When I was a kid I started building because my dad built balsa wood airplanes and was a huge history buff. He would take me to Wright Patterson AFB museum and to
Ft. Knox. After seeing the planes and tanks I wanted to build models of the vehicles that I had climbed on. WW2 reenacting as an adult got me back into building models about 11 years ago. Seeing all the uniforms (and buying them for myself) and photographing the vehicles at events put the modeling bug back into me big time.

Its interesting. When I was a teenager, I had a friend who was heavily into model railroading. Whenever I came over he would always be working on his trains and working over his diorama that he had for it. I was very amazed at what he had and wanted to do some sort of modeling myself. I basically started with 1/48th aircrafts and tanks. Later my same friend suggested that I might like the 1/35th scale instead. My first tank was an Sherman (which was as basic as hell) [(-D][yuck][V] LOL but then the rest is history. Now I cant stop building. As I said in a couple of other posts soon after getting started with serious modeling, my first diorama was a battle scene of Waterloo. Then after that all I built were tanks. I stopped for a while because my wallet needed a break from the hobby. Now with in the last two years or so I picked it back up again. Right now Im slowly getting interested in artillary (we’ll see how far that goes, LOL) and then it will be back to tanks again. [:D][:D]

I was about 8 when I first saw Tora Tora Tora and that got me interested in military history.

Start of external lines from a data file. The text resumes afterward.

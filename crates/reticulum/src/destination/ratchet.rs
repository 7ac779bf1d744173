//! Per-destination ratchet state for forward-secret encryption of single
//! packets (deferred use: we parse, store and can emit ratchet bytes, but
//! do not yet re-key group traffic from them).

use std::collections::VecDeque;

use x25519_dalek::{PublicKey as X25519Public, StaticSecret as X25519Secret};

pub const RATCHET_LENGTH: usize = 32;
const MAX_RETAINED_RATCHETS: usize = 512;

/// A bounded history of ratchet keys a destination has announced, newest
/// last, so an older still-retained ratchet can decrypt a message sent
/// before the latest rotation was observed.
#[derive(Default)]
pub struct RatchetState {
    retained: VecDeque<X25519Secret>,
}

impl RatchetState {
    pub fn new() -> Self {
        Self::default()
    }

    pub fn rotate(&mut self) -> X25519Public {
        let secret = X25519Secret::random_from_rng(rand_core::OsRng);
        let public = X25519Public::from(&secret);
        self.retained.push_back(secret);
        if self.retained.len() > MAX_RETAINED_RATCHETS {
            self.retained.pop_front();
        }
        public
    }

    pub fn current_public(&self) -> Option<X25519Public> {
        self.retained.back().map(X25519Public::from)
    }

    pub fn retained_secrets(&self) -> impl Iterator<Item = &X25519Secret> {
        self.retained.iter()
    }
}

/// Try each retained ratchet (newest first) as the X25519 secret half of a
/// decrypt, falling back through history the way the reference tolerates a
/// sender that has not yet observed the latest rotation.
pub fn try_decrypt_with_ratchets<F>(state: &RatchetState, mut attempt: F) -> Option<Vec<u8>>
where
    F: FnMut(&X25519Secret) -> Option<Vec<u8>>,
{
    state.retained.iter().rev().find_map(|secret| attempt(secret))
}

#[cfg(test)]
mod tests {
    use super::*;

    #[test]
    fn rotate_bounds_retained_history() {
        let mut state = RatchetState::new();
        for _ in 0..(MAX_RETAINED_RATCHETS + 10) {
            state.rotate();
        }
        assert_eq!(state.retained.len(), MAX_RETAINED_RATCHETS);
    }

    #[test]
    fn try_decrypt_falls_back_through_history() {
        let mut state = RatchetState::new();
        state.rotate();
        state.rotate();
        let newest = state.retained.back().unwrap().to_bytes();

        let result = try_decrypt_with_ratchets(&state, |secret| {
            if secret.to_bytes() == newest {
                Some(b"decrypted".to_vec())
            } else {
                None
            }
        });
        assert_eq!(result, Some(b"decrypted".to_vec()));
    }
}
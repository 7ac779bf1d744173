//! Destination: a named endpoint, (identity, direction, type, app_name,
//! aspects) -> 16-byte hash, plus announce emission/validation.

pub mod link;
pub mod primitives;
pub mod ratchet;

use std::marker::PhantomData;
use std::sync::Mutex;

use rand_core::{OsRng, RngCore};

use crate::error::RnsError;
use crate::hash::AddressHash;
use crate::identity::{HashIdentity, Identity, PrivateIdentity};
use crate::packet::{DestinationType, HeaderType, Packet, PacketContext, PacketType, PropagationType};

pub use primitives::{destination_hash, Direction, Group, In, Link as LinkType, Out, Plain, Single, Type};
pub use ratchet::RatchetState;

const RANDOM_HASH_LEN: usize = 10;

#[derive(Debug, Clone)]
pub struct DestinationName {
    pub app_name: String,
    pub aspects: Vec<String>,
}

impl DestinationName {
    pub fn new(app_name: impl Into<String>, aspects: &[&str]) -> Self {
        Self {
            app_name: app_name.into(),
            aspects: aspects.iter().map(|s| s.to_string()).collect(),
        }
    }
}

/// A lightweight, type-erased handle to a destination: what Transport and
/// Link actually key their tables by and pass around, instead of an owning
/// reference into a `Destination<I, D, T>`.
#[derive(Debug, Clone, Copy, PartialEq, Eq)]
pub struct DestinationDesc {
    pub address_hash: AddressHash,
    pub destination_type: DestinationType,
}

/// Outcome of handing an inbound packet to a destination's handler.
#[derive(Debug, Clone, PartialEq, Eq)]
pub enum DestinationHandleStatus {
    Delivered(Vec<u8>),
    AnnounceAccepted,
    AnnounceStale,
    Ignored,
}

/// A parsed/validated announce payload:
/// `identity_public_keys || name_hash || random_hash || ratchet? || signature || app_data`.
#[derive(Debug, Clone)]
pub struct DestinationAnnounce {
    pub identity: Identity,
    pub name_hash: AddressHash,
    pub random_hash: [u8; RANDOM_HASH_LEN],
    pub ratchet: Option<[u8; ratchet::RATCHET_LENGTH]>,
    pub app_data: Vec<u8>,
}

impl DestinationAnnounce {
    fn signed_material(
        destination_hash: AddressHash,
        identity: &Identity,
        name_hash: AddressHash,
        random_hash: &[u8],
        ratchet: Option<&[u8]>,
        app_data: &[u8],
    ) -> Vec<u8> {
        let mut material = Vec::new();
        material.extend_from_slice(destination_hash.as_slice());
        material.extend_from_slice(&identity.to_public_bytes());
        material.extend_from_slice(name_hash.as_slice());
        material.extend_from_slice(random_hash);
        if let Some(ratchet) = ratchet {
            material.extend_from_slice(ratchet);
        }
        material.extend_from_slice(app_data);
        material
    }

    /// Parse and validate the announce payload against `destination_hash`
    /// (the HEADER destination field the announce packet carried).
    pub fn validate(
        destination_hash: AddressHash,
        payload: &[u8],
        carries_ratchet: bool,
    ) -> Result<Self, RnsError> {
        use crate::identity::PUBLIC_KEY_LENGTH;

        let min_len = PUBLIC_KEY_LENGTH + 16 + RANDOM_HASH_LEN + 64;
        if payload.len() < min_len {
            return Err(RnsError::PacketError);
        }

        let mut offset = 0;
        let identity = Identity::from_public_bytes(&payload[offset..offset + PUBLIC_KEY_LENGTH])?;
        offset += PUBLIC_KEY_LENGTH;

        let name_hash = AddressHash::from_slice(&payload[offset..offset + 16])
            .ok_or(RnsError::PacketError)?;
        offset += 16;

        let random_hash: [u8; RANDOM_HASH_LEN] = payload[offset..offset + RANDOM_HASH_LEN]
            .try_into()
            .map_err(|_| RnsError::PacketError)?;
        offset += RANDOM_HASH_LEN;

        let ratchet = if carries_ratchet {
            if payload.len() < offset + ratchet::RATCHET_LENGTH + 64 {
                return Err(RnsError::PacketError);
            }
            let bytes: [u8; ratchet::RATCHET_LENGTH] = payload
                [offset..offset + ratchet::RATCHET_LENGTH]
                .try_into()
                .map_err(|_| RnsError::PacketError)?;
            offset += ratchet::RATCHET_LENGTH;
            Some(bytes)
        } else {
            None
        };

        if payload.len() < offset + 64 {
            return Err(RnsError::PacketError);
        }
        let signature: [u8; 64] =
            payload[offset..offset + 64].try_into().map_err(|_| RnsError::PacketError)?;
        offset += 64;
        let app_data = payload[offset..].to_vec();

        let signed = Self::signed_material(
            destination_hash,
            &identity,
            name_hash,
            &random_hash,
            ratchet.as_ref().map(|r| r.as_slice()),
            &app_data,
        );
        identity.verify(&signed, &signature)?;

        Ok(Self { identity, name_hash, random_hash, ratchet, app_data })
    }

    pub fn pack(
        destination_hash: AddressHash,
        priv_identity: &PrivateIdentity,
        name_hash: AddressHash,
        ratchet: Option<&[u8]>,
        app_data: &[u8],
    ) -> Vec<u8> {
        let mut random_hash = [0u8; RANDOM_HASH_LEN];
        OsRng.fill_bytes(&mut random_hash);

        let signed = Self::signed_material(
            destination_hash,
            priv_identity.public(),
            name_hash,
            &random_hash,
            ratchet,
            app_data,
        );
        let signature = priv_identity.sign(&signed);

        let mut out = Vec::new();
        out.extend_from_slice(&priv_identity.public().to_public_bytes());
        out.extend_from_slice(name_hash.as_slice());
        out.extend_from_slice(&random_hash);
        if let Some(ratchet) = ratchet {
            out.extend_from_slice(ratchet);
        }
        out.extend_from_slice(&signature);
        out.extend_from_slice(app_data);
        out
    }
}

/// A local destination: `Destination<I, Direction, Type>`. `I` is the
/// identity kind backing it (`PrivateIdentity` for an IN destination that
/// must sign/decrypt, `Identity` for an OUT destination only ever
/// referenced by its public half).
pub struct Destination<I, D, T> {
    pub identity: I,
    pub name: DestinationName,
    hash: AddressHash,
    accepts_links: bool,
    ratchet: Mutex<RatchetState>,
    _marker: PhantomData<(D, T)>,
}

impl<I: HashIdentity, D: Direction, T: Type> Destination<I, D, T> {
    pub fn new(identity: I, name: DestinationName) -> Self {
        let aspects: Vec<&str> = name.aspects.iter().map(String::as_str).collect();
        let hash = destination_hash(&name.app_name, &aspects, Some(identity.address_hash()));
        Self { identity, name, hash, accepts_links: false, ratchet: Mutex::new(RatchetState::new()), _marker: PhantomData }
    }

    pub fn hash(&self) -> AddressHash {
        self.hash
    }

    pub fn name_hash(&self) -> AddressHash {
        AddressHash::digest(self.qualified_name().as_bytes())
    }

    fn qualified_name(&self) -> String {
        let mut qualified = self.name.app_name.clone();
        for aspect in &self.name.aspects {
            qualified.push('.');
            qualified.push_str(aspect);
        }
        qualified
    }

    pub fn desc(&self) -> DestinationDesc {
        DestinationDesc { address_hash: self.hash, destination_type: T::DESTINATION_TYPE }
    }

    pub fn set_accepts_links(&mut self, accepts: bool) {
        self.accepts_links = accepts;
    }

    pub fn accepts_links(&self) -> bool {
        self.accepts_links
    }

    pub fn rotate_ratchet(&self) -> x25519_dalek::PublicKey {
        self.ratchet.lock().expect("ratchet mutex poisoned").rotate()
    }
}

impl<T: Type> Destination<PrivateIdentity, Out, T> {
    /// Emit a signed announce packet for this destination.
    pub fn announce(&self, app_data: &[u8], include_ratchet: bool) -> Result<Packet, RnsError> {
        let ratchet_bytes = if include_ratchet {
            Some(self.rotate_ratchet().to_bytes())
        } else {
            None
        };

        let payload = DestinationAnnounce::pack(
            self.hash,
            &self.identity,
            self.name_hash(),
            ratchet_bytes.as_ref().map(|r| r.as_slice()),
            app_data,
        );

        Packet::new(
            HeaderType::Type1,
            PropagationType::Broadcast,
            T::DESTINATION_TYPE,
            PacketType::Announce,
            0,
            self.hash,
            None,
            PacketContext::None,
            payload,
        )
    }
}

impl<T: Type> Destination<PrivateIdentity, In, T> {
    /// Decrypt and deliver a DATA packet addressed to this destination.
    pub fn handle_packet(&self, packet: &Packet) -> Result<DestinationHandleStatus, RnsError> {
        if packet.destination != self.hash {
            return Ok(DestinationHandleStatus::Ignored);
        }
        match packet.packet_type {
            PacketType::Data => {
                let plaintext = self.identity.decrypt(&packet.data)?;
                Ok(DestinationHandleStatus::Delivered(plaintext))
            }
            _ => Ok(DestinationHandleStatus::Ignored),
        }
    }
}

#[cfg(test)]
mod tests {
    use super::*;
    use crate::identity::PrivateIdentity;

    #[test]
    fn announce_round_trips_through_validate() {
        let priv_id = PrivateIdentity::new_random();
        let destination: Destination<PrivateIdentity, Out, Single> =
            Destination::new(priv_id, DestinationName::new("lxmf", &["delivery"]));

        let packet = destination.announce(b"app-data", false).expect("announce");
        let announce = DestinationAnnounce::validate(destination.hash(), &packet.data, false)
            .expect("validate");

        assert_eq!(announce.app_data, b"app-data");
        assert_eq!(announce.identity.address_hash(), destination.identity.address_hash());
    }

    #[test]
    fn validate_rejects_tampered_app_data() {
        let priv_id = PrivateIdentity::new_random();
        let destination: Destination<PrivateIdentity, Out, Single> =
            Destination::new(priv_id, DestinationName::new("lxmf", &["delivery"]));

        let mut packet = destination.announce(b"app-data", false).expect("announce");
        let last = packet.data.len() - 1;
        packet.data[last] ^= 0xFF;

        assert!(DestinationAnnounce::validate(destination.hash(), &packet.data, false).is_err());
    }

    #[test]
    fn destination_hash_incorporates_identity() {
        let a = PrivateIdentity::new_random();
        let b = PrivateIdentity::new_random();
        let da: Destination<PrivateIdentity, Out, Single> =
            Destination::new(a, DestinationName::new("lxmf", &["delivery"]));
        let db: Destination<PrivateIdentity, Out, Single> =
            Destination::new(b, DestinationName::new("lxmf", &["delivery"]));
        assert_ne!(da.hash(), db.hash());
    }

    #[test]
    fn handle_packet_decrypts_addressed_data() {
        let priv_id = PrivateIdentity::new_random();
        let in_dest: Destination<PrivateIdentity, In, Single> = Destination::new(
            PrivateIdentity::from_secret_bytes(&priv_id.to_secret_bytes()).unwrap(),
            DestinationName::new("lxmf", &["delivery"]),
        );

        let ciphertext = in_dest.identity.public().encrypt(b"hello").unwrap();
        let packet = Packet::new(
            HeaderType::Type1,
            PropagationType::Broadcast,
            DestinationType::Single,
            PacketType::Data,
            0,
            in_dest.hash(),
            None,
            PacketContext::None,
            ciphertext,
        )
        .unwrap();

        match in_dest.handle_packet(&packet).unwrap() {
            DestinationHandleStatus::Delivered(plaintext) => assert_eq!(plaintext, b"hello"),
            other => panic!("unexpected status: {other:?}"),
        }
    }
}
//! Wire constants and size budgets, mirroring the reference byte-for-byte:
//! field tags, workblock expansion rounds, and the MTU/MDU derivation chain
//! down to each transport method's maximum content size.

use std::time::Duration;

pub const FIELD_EMBEDDED_LXMS: u8 = 0x01;
pub const FIELD_TELEMETRY: u8 = 0x02;
pub const FIELD_ICON_APPEARANCE: u8 = 0x04;
pub const FIELD_FILE_ATTACHMENTS: u8 = 0x05;
pub const FIELD_IMAGE: u8 = 0x06;
pub const FIELD_AUDIO: u8 = 0x07;
pub const FIELD_THREAD: u8 = 0x08;
pub const FIELD_COMMANDS: u8 = 0x09;
pub const FIELD_RESULTS: u8 = 0x0A;
pub const FIELD_GROUP: u8 = 0x0B;
pub const FIELD_TICKET: u8 = 0x0C;
pub const FIELD_EVENT: u8 = 0x0D;
pub const FIELD_RNR_REFS: u8 = 0x0E;
pub const FIELD_RENDERER: u8 = 0x0F;
pub const FIELD_CUSTOM_TYPE: u8 = 0xFB;
pub const FIELD_CUSTOM_DATA: u8 = 0xFC;
pub const FIELD_CUSTOM_META: u8 = 0xFD;
pub const FIELD_NON_SPECIFIC: u8 = 0xFE;
pub const FIELD_DEBUG: u8 = 0xFF;

pub const RENDERER_PLAIN: u8 = 0x00;
pub const RENDERER_MICRON: u8 = 0x01;
pub const RENDERER_MARKDOWN: u8 = 0x02;
pub const RENDERER_BBCODE: u8 = 0x03;

/// Expand rounds per workblock use: LXMF delivery stamps, propagation-node
/// stamps, and the lighter round count used for peering keys/tests (§4.J).
pub const WORKBLOCK_EXPAND_ROUNDS: usize = 3000;
pub const WORKBLOCK_EXPAND_ROUNDS_PN: usize = 1000;
pub const WORKBLOCK_EXPAND_ROUNDS_PEERING: usize = 25;

pub const DESTINATION_LENGTH: usize = 16;
pub const SIGNATURE_LENGTH: usize = 64;
pub const TIMESTAMP_SIZE: usize = 8;
pub const STRUCT_OVERHEAD: usize = 8;
pub const LXMF_OVERHEAD: usize = (2 * DESTINATION_LENGTH) + SIGNATURE_LENGTH + TIMESTAMP_SIZE + STRUCT_OVERHEAD;

pub const RETICULUM_MTU: usize = reticulum::packet::MTU;
pub const RETICULUM_TRUNCATED_HASH_LENGTH_BYTES: usize = 16;
pub const RETICULUM_HEADER_MINSIZE: usize = 2 + 1 + RETICULUM_TRUNCATED_HASH_LENGTH_BYTES;
pub const RETICULUM_HEADER_MAXSIZE: usize = 2 + 1 + (RETICULUM_TRUNCATED_HASH_LENGTH_BYTES * 2);
pub const RETICULUM_IFAC_MIN_SIZE: usize = 1;
pub const RETICULUM_MDU: usize = RETICULUM_MTU - RETICULUM_HEADER_MAXSIZE - RETICULUM_IFAC_MIN_SIZE;
pub const RETICULUM_TOKEN_OVERHEAD: usize = 48;
pub const RETICULUM_AES_BLOCKSIZE: usize = 16;
pub const RETICULUM_KEYSIZE_DIV_16: usize = 32;

/// Single-packet opportunistic delivery, encrypted to the destination's
/// public key (no Link in play).
pub const ENCRYPTED_MDU: usize =
    ((RETICULUM_MDU - RETICULUM_TOKEN_OVERHEAD - RETICULUM_KEYSIZE_DIV_16) / RETICULUM_AES_BLOCKSIZE)
        * RETICULUM_AES_BLOCKSIZE
        - 1;
pub const PLAIN_MDU: usize = RETICULUM_MDU;
pub const LINK_PACKET_MDU: usize = ((RETICULUM_MTU
    - RETICULUM_IFAC_MIN_SIZE
    - RETICULUM_HEADER_MINSIZE
    - RETICULUM_TOKEN_OVERHEAD)
    / RETICULUM_AES_BLOCKSIZE)
    * RETICULUM_AES_BLOCKSIZE
    - 1;

pub const ENCRYPTED_PACKET_MDU: usize = ENCRYPTED_MDU + TIMESTAMP_SIZE;
pub const ENCRYPTED_PACKET_MAX_CONTENT: usize = ENCRYPTED_PACKET_MDU - LXMF_OVERHEAD + DESTINATION_LENGTH;
pub const LINK_PACKET_MAX_CONTENT: usize = LINK_PACKET_MDU - LXMF_OVERHEAD;
pub const PLAIN_PACKET_MAX_CONTENT: usize = PLAIN_MDU - LXMF_OVERHEAD + DESTINATION_LENGTH;

pub const QR_MAX_STORAGE: usize = 2953;
pub const URI_SCHEMA_LENGTH: usize = 3;
pub const PAPER_MDU: usize = ((QR_MAX_STORAGE - (URI_SCHEMA_LENGTH + 3)) * 6) / 8;

/// §4.K outbound-processor retry timing, must match the reference exactly.
pub const MAX_DELIVERY_ATTEMPTS: u32 = 5;
pub const MAX_PATHLESS_TRIES: u32 = 1;
pub const DELIVERY_RETRY_WAIT: Duration = Duration::from_secs(10);
pub const PATH_REQUEST_WAIT: Duration = Duration::from_secs(7);
//! Long-lived background tasks Transport runs: inbound dispatch, link
//! liveness, interface cleanup, packet-cache/path eviction, announce
//! retransmit, and resource retry. Each loop is `tokio::select!`ed against a
//! shared `CancellationToken` so a parent cancel drains every task well
//! within the one-second shutdown budget.

use std::time::{Duration, Instant};

use tokio::sync::mpsc::Receiver;
use tokio::task::JoinHandle;
use tokio_util::sync::CancellationToken;

use crate::iface::RxMessage;
use crate::resource::manager::ResourceEvent;

use super::{Transport, TransportEvent};

const INTERVAL_LINKS_CHECK: Duration = Duration::from_secs(1);
const INTERVAL_OUTPUT_LINK_KEEP: Duration = Duration::from_secs(5);
const INTERVAL_IFACE_CLEANUP: Duration = Duration::from_secs(10);
const INTERVAL_ANNOUNCES_RETRANSMIT: Duration = Duration::from_secs(1);
const INTERVAL_TRIM_MEMORY: Duration = Duration::from_secs(90);
const INTERVAL_RESOURCE_RETRY: Duration = Duration::from_secs(10);

/// Spawn every background task and return their handles, so the caller can
/// `tokio::join!`/`abort()` them directly if it needs to wait for or force a
/// faster teardown than the cancellation token alone provides.
pub fn spawn(
    transport: Transport,
    inbound_rx: Receiver<RxMessage>,
    on_event: impl Fn(TransportEvent) + Send + Sync + 'static,
    cancel: CancellationToken,
) -> Vec<JoinHandle<()>> {
    let on_event = std::sync::Arc::new(on_event);

    vec![
        spawn_inbound_dispatch(transport.clone(), inbound_rx, on_event.clone(), cancel.clone()),
        spawn_link_check(transport.clone(), on_event.clone(), cancel.clone()),
        spawn_link_keepalive(transport.clone(), cancel.clone()),
        spawn_interface_cleanup(transport.clone(), cancel.clone()),
        spawn_trim_memory(transport.clone(), on_event.clone(), cancel.clone()),
        spawn_announce_retransmit(transport.clone(), cancel.clone()),
        spawn_resource_retry(transport, on_event, cancel),
    ]
}

fn spawn_inbound_dispatch(
    transport: Transport,
    mut inbound_rx: Receiver<RxMessage>,
    on_event: std::sync::Arc<impl Fn(TransportEvent) + Send + Sync + 'static>,
    cancel: CancellationToken,
) -> JoinHandle<()> {
    tokio::spawn(async move {
        loop {
            tokio::select! {
                _ = cancel.cancelled() => break,
                message = inbound_rx.recv() => {
                    let Some(message) = message else { break };
                    for event in transport.inbound(&message.bytes, message.interface) {
                        on_event(event);
                    }
                }
            }
        }
    })
}

fn spawn_link_check(
    transport: Transport,
    on_event: std::sync::Arc<impl Fn(TransportEvent) + Send + Sync + 'static>,
    cancel: CancellationToken,
) -> JoinHandle<()> {
    tokio::spawn(async move {
        loop {
            tokio::select! {
                _ = cancel.cancelled() => break,
                _ = tokio::time::sleep(INTERVAL_LINKS_CHECK) => {
                    transport.0.link_table.lock().expect("link table poisoned").check_staleness(Instant::now());
                    let closed = transport.0.link_table.lock().expect("link table poisoned").remove_closed();
                    for link_id in closed {
                        on_event(TransportEvent::LinkClosed {
                            link_id,
                            reason: crate::destination::link::TeardownReason::Timeout,
                        });
                    }
                }
            }
        }
    })
}

fn spawn_link_keepalive(transport: Transport, cancel: CancellationToken) -> JoinHandle<()> {
    tokio::spawn(async move {
        loop {
            tokio::select! {
                _ = cancel.cancelled() => break,
                _ = tokio::time::sleep(INTERVAL_OUTPUT_LINK_KEEP) => {
                    let due = transport.0.link_table.lock().expect("link table poisoned").due_for_keepalive(Instant::now());
                    for link_id in due {
                        let packet = {
                            let link_table = transport.0.link_table.lock().expect("link table poisoned");
                            link_table.get(&link_id).map(|link| link.keepalive_packet())
                        };
                        if let Some(packet) = packet {
                            transport.outbound(packet);
                        }
                    }
                }
            }
        }
    })
}

fn spawn_interface_cleanup(transport: Transport, cancel: CancellationToken) -> JoinHandle<()> {
    tokio::spawn(async move {
        loop {
            tokio::select! {
                _ = cancel.cancelled() => break,
                _ = tokio::time::sleep(INTERVAL_IFACE_CLEANUP) => {
                    transport.0.interfaces.lock().expect("interface table poisoned").cleanup();
                }
            }
        }
    })
}

fn spawn_trim_memory(
    transport: Transport,
    on_event: std::sync::Arc<impl Fn(TransportEvent) + Send + Sync + 'static>,
    cancel: CancellationToken,
) -> JoinHandle<()> {
    tokio::spawn(async move {
        loop {
            tokio::select! {
                _ = cancel.cancelled() => break,
                _ = tokio::time::sleep(INTERVAL_TRIM_MEMORY) => {
                    for event in transport.trim_memory() {
                        on_event(event);
                    }
                }
            }
        }
    })
}

fn spawn_announce_retransmit(transport: Transport, cancel: CancellationToken) -> JoinHandle<()> {
    tokio::spawn(async move {
        loop {
            tokio::select! {
                _ = cancel.cancelled() => break,
                _ = tokio::time::sleep(INTERVAL_ANNOUNCES_RETRANSMIT) => {
                    transport.process_announce_queue();
                }
            }
        }
    })
}

fn spawn_resource_retry(
    transport: Transport,
    on_event: std::sync::Arc<impl Fn(TransportEvent) + Send + Sync + 'static>,
    cancel: CancellationToken,
) -> JoinHandle<()> {
    tokio::spawn(async move {
        loop {
            tokio::select! {
                _ = cancel.cancelled() => break,
                _ = tokio::time::sleep(INTERVAL_RESOURCE_RETRY) => {
                    let mut resources = transport.0.resources.lock().expect("resource table poisoned");
                    let now = Instant::now();
                    let events: Vec<ResourceEvent> =
                        resources.values_mut().flat_map(|manager| manager.sweep_timeouts(now)).collect();
                    drop(resources);
                    for event in events {
                        on_event(TransportEvent::Resource(event));
                    }
                }
            }
        }
    })
}

#[cfg(test)]
mod tests {
    use super::*;
    use crate::hash::AddressHash;
    use crate::transport::config::TransportConfig;

    #[tokio::test]
    async fn cancelling_token_stops_every_spawned_task() {
        let transport = Transport::with_config(AddressHash::digest(b"node"), TransportConfig::default());
        let (_tx, rx) = tokio::sync::mpsc::channel(8);
        let cancel = CancellationToken::new();

        let handles = spawn(transport, rx, |_event| {}, cancel.clone());
        cancel.cancel();

        for handle in handles {
            tokio::time::timeout(Duration::from_secs(1), handle).await.expect("task exited in time").unwrap();
        }
    }
}
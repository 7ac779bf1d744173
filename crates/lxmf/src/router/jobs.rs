//! Background tasks a running `Router` needs (§5 "LXMRouter: outbound
//! processor"): a periodic drain of `pending_outbound`, mirroring
//! `reticulum::transport::jobs`'s `tokio::select!`-against-cancellation
//! idiom.

use std::time::Duration;

use tokio::task::JoinHandle;
use tokio_util::sync::CancellationToken;

use reticulum::transport::TransportEvent;

use super::{Router, RouterEvent};

const INTERVAL_OUTBOUND_PROCESSOR: Duration = Duration::from_secs(1);

/// Spawn the outbound processor loop and a task that folds `Transport`
/// events into the router (announce wake-ups, link data, resource
/// completions). Returns both handles so the caller can `abort()` them for
/// a faster shutdown than waiting on `cancel` alone.
pub fn spawn(
    router: Router,
    transport_events: tokio::sync::mpsc::Receiver<TransportEvent>,
    on_event: impl Fn(RouterEvent) + Send + Sync + 'static,
    cancel: CancellationToken,
) -> Vec<JoinHandle<()>> {
    let on_event = std::sync::Arc::new(on_event);

    vec![
        spawn_outbound_processor(router.clone(), on_event.clone(), cancel.clone()),
        spawn_transport_event_loop(router, transport_events, on_event, cancel),
    ]
}

fn spawn_outbound_processor(
    router: Router,
    on_event: std::sync::Arc<impl Fn(RouterEvent) + Send + Sync + 'static>,
    cancel: CancellationToken,
) -> JoinHandle<()> {
    tokio::spawn(async move {
        loop {
            tokio::select! {
                _ = cancel.cancelled() => break,
                _ = tokio::time::sleep(INTERVAL_OUTBOUND_PROCESSOR) => {
                    for event in router.process_outbound() {
                        on_event(event);
                    }
                }
            }
        }
    })
}

fn spawn_transport_event_loop(
    router: Router,
    mut transport_events: tokio::sync::mpsc::Receiver<TransportEvent>,
    on_event: std::sync::Arc<impl Fn(RouterEvent) + Send + Sync + 'static>,
    cancel: CancellationToken,
) -> JoinHandle<()> {
    tokio::spawn(async move {
        loop {
            tokio::select! {
                _ = cancel.cancelled() => break,
                event = transport_events.recv() => {
                    let Some(event) = event else { break };
                    for router_event in router.handle_transport_event(&event) {
                        on_event(router_event);
                    }
                }
            }
        }
    })
}

#[cfg(test)]
mod tests {
    use super::*;
    use reticulum::hash::AddressHash;
    use reticulum::identity::PrivateIdentity;
    use reticulum::transport::config::TransportConfig;
    use reticulum::transport::Transport;

    #[tokio::test]
    async fn cancelling_token_stops_both_spawned_tasks() {
        let transport = Transport::with_config(AddressHash::digest(b"node"), TransportConfig::default());
        let router = Router::new(transport, PrivateIdentity::new_random()).expect("router");
        let (_tx, rx) = tokio::sync::mpsc::channel(8);
        let cancel = CancellationToken::new();

        let handles = spawn(router, rx, |_event| {}, cancel.clone());
        cancel.cancel();

        for handle in handles {
            tokio::time::timeout(Duration::from_secs(1), handle).await.expect("task exited in time").unwrap();
        }
    }
}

I started out on planes and ships and then graduated to armor with the old 1/32 Monogram kits. Took the obligatory on and off period and back into the hobby when I joined the forums. My passion for the hobby burns just as strong as when I started.

3 years ago this coming july, Me and my cousins wer spending time at my grandma’s house for a couple of weeks. We do this every year, the year before we painted army guys, and so the next year we went higher. My cousin bought a model at the Hobby store so I decided to too. I got Italeri’s 1/72 m4 Sherman, loved it. I found model building so fun that I built the model in 2 days and then I had to go back to the hobby store for another, this time- this time and aircraft. It was horrible. Italrei 1/72 AC-47 gunship, made me sick when I learned that this kit was OOP.
So for awhile I continued to by aircraft, until about march the next year, built Tamiya 251/1 and havent built and aircraft since. [^]
(although I kinda have been wanting to build a Stuka[:O] Must resist!)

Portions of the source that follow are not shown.